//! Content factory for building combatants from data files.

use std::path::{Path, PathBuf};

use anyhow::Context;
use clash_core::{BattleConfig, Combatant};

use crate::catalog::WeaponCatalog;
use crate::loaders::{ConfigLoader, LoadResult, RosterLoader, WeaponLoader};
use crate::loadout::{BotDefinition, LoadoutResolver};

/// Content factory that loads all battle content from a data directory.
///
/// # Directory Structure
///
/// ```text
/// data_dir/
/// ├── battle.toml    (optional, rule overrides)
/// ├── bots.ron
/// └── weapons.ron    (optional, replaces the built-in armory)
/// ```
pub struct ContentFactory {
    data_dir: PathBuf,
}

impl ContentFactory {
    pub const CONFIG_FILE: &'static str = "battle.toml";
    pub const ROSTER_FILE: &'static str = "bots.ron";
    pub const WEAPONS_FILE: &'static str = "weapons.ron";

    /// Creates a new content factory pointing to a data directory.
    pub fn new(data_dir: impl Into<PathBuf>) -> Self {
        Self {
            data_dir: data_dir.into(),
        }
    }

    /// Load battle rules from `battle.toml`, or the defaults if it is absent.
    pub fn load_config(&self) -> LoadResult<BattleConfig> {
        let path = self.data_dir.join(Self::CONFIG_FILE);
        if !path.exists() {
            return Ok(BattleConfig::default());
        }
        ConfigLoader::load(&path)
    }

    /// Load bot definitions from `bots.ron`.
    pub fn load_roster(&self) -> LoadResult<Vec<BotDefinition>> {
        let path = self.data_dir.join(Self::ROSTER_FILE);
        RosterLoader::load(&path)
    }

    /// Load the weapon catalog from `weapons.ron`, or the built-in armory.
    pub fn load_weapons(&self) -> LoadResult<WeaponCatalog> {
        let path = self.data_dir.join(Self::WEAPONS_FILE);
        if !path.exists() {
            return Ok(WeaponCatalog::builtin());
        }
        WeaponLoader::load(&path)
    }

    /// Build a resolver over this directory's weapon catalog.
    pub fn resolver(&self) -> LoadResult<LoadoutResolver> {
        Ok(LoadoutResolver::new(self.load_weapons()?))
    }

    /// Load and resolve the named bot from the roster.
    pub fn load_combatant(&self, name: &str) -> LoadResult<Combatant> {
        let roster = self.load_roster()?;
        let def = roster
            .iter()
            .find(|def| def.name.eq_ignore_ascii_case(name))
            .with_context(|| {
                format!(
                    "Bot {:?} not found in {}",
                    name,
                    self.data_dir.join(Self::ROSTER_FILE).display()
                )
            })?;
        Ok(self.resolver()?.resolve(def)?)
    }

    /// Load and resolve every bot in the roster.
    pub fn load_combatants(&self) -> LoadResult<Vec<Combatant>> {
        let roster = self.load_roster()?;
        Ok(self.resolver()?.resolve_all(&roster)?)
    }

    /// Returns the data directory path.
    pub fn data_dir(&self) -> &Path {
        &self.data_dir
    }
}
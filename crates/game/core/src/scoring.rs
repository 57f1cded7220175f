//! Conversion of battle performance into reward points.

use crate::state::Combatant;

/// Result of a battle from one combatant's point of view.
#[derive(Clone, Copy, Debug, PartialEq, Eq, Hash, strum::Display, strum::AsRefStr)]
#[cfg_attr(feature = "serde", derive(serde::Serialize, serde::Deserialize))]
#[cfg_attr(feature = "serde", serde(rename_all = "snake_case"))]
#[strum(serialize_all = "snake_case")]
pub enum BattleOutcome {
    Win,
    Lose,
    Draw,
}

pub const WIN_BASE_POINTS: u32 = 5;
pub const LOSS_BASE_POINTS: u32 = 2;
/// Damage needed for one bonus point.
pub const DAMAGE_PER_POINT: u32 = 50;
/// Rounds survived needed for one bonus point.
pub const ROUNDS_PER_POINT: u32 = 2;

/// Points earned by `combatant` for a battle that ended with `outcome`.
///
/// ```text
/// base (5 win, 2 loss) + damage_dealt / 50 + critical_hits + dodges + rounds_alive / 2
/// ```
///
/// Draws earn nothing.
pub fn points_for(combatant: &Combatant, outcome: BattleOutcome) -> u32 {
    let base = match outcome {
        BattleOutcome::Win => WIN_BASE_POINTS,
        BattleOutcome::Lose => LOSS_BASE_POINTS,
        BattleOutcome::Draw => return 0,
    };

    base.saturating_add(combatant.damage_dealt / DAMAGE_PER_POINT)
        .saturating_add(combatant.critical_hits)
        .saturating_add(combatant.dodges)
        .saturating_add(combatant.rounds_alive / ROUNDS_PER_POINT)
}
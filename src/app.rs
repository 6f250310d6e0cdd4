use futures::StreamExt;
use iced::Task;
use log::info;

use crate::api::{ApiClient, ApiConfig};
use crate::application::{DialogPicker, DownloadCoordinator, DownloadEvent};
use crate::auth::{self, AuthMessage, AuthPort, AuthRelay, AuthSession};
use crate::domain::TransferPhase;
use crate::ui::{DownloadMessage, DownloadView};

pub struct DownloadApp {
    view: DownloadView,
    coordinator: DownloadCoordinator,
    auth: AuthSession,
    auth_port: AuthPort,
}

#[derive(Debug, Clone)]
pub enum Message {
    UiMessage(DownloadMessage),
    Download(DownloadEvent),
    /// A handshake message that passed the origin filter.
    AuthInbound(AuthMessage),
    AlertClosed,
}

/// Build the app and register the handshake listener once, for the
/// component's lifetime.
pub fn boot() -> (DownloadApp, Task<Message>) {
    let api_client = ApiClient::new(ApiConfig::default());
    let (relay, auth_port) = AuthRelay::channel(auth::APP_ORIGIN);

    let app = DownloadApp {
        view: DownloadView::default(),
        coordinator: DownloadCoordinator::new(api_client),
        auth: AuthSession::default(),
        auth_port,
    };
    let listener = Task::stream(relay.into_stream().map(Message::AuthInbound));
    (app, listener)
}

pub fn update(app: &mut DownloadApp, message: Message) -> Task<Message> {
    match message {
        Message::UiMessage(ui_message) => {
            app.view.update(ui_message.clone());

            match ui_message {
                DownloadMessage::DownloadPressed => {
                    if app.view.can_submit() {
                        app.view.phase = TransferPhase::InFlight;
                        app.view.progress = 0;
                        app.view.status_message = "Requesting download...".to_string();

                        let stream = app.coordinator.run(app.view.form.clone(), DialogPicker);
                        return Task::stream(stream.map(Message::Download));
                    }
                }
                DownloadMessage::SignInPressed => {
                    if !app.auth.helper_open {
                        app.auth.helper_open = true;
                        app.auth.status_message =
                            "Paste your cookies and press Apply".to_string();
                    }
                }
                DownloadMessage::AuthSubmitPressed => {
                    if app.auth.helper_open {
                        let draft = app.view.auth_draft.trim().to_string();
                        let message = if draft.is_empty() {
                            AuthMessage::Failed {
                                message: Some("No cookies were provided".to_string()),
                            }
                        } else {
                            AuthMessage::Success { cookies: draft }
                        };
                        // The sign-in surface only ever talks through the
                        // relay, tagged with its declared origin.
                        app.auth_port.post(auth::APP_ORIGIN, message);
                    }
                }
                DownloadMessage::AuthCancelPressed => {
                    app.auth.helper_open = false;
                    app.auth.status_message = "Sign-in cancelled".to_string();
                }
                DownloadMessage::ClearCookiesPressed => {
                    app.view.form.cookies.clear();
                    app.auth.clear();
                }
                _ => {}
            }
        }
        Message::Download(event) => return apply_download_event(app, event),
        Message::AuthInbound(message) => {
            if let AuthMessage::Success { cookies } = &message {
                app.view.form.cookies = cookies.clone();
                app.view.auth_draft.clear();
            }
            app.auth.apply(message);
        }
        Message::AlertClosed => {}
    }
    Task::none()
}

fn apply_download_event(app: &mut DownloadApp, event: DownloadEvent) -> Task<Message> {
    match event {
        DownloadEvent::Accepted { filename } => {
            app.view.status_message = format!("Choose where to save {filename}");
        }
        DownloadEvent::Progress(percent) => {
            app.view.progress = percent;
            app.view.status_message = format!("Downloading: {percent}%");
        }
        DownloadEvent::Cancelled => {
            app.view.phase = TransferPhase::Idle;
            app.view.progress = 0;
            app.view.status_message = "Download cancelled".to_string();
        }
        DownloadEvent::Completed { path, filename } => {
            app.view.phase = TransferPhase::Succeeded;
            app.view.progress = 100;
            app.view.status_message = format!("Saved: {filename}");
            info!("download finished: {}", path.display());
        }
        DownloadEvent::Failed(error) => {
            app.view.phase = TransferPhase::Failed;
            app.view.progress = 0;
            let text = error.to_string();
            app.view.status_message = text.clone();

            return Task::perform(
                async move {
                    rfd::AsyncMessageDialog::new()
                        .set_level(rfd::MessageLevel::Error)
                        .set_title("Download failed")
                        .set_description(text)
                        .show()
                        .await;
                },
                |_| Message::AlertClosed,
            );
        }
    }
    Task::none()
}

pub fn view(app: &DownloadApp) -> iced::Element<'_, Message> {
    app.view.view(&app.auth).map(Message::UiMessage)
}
☆ ☆ ☆ ☆ ☆
Work item:
Going through the data above, return each line with the word "iced".

Solution:
use iced::Task;
pub fn view(app: &DownloadApp) -> iced::Element<'_, Message> {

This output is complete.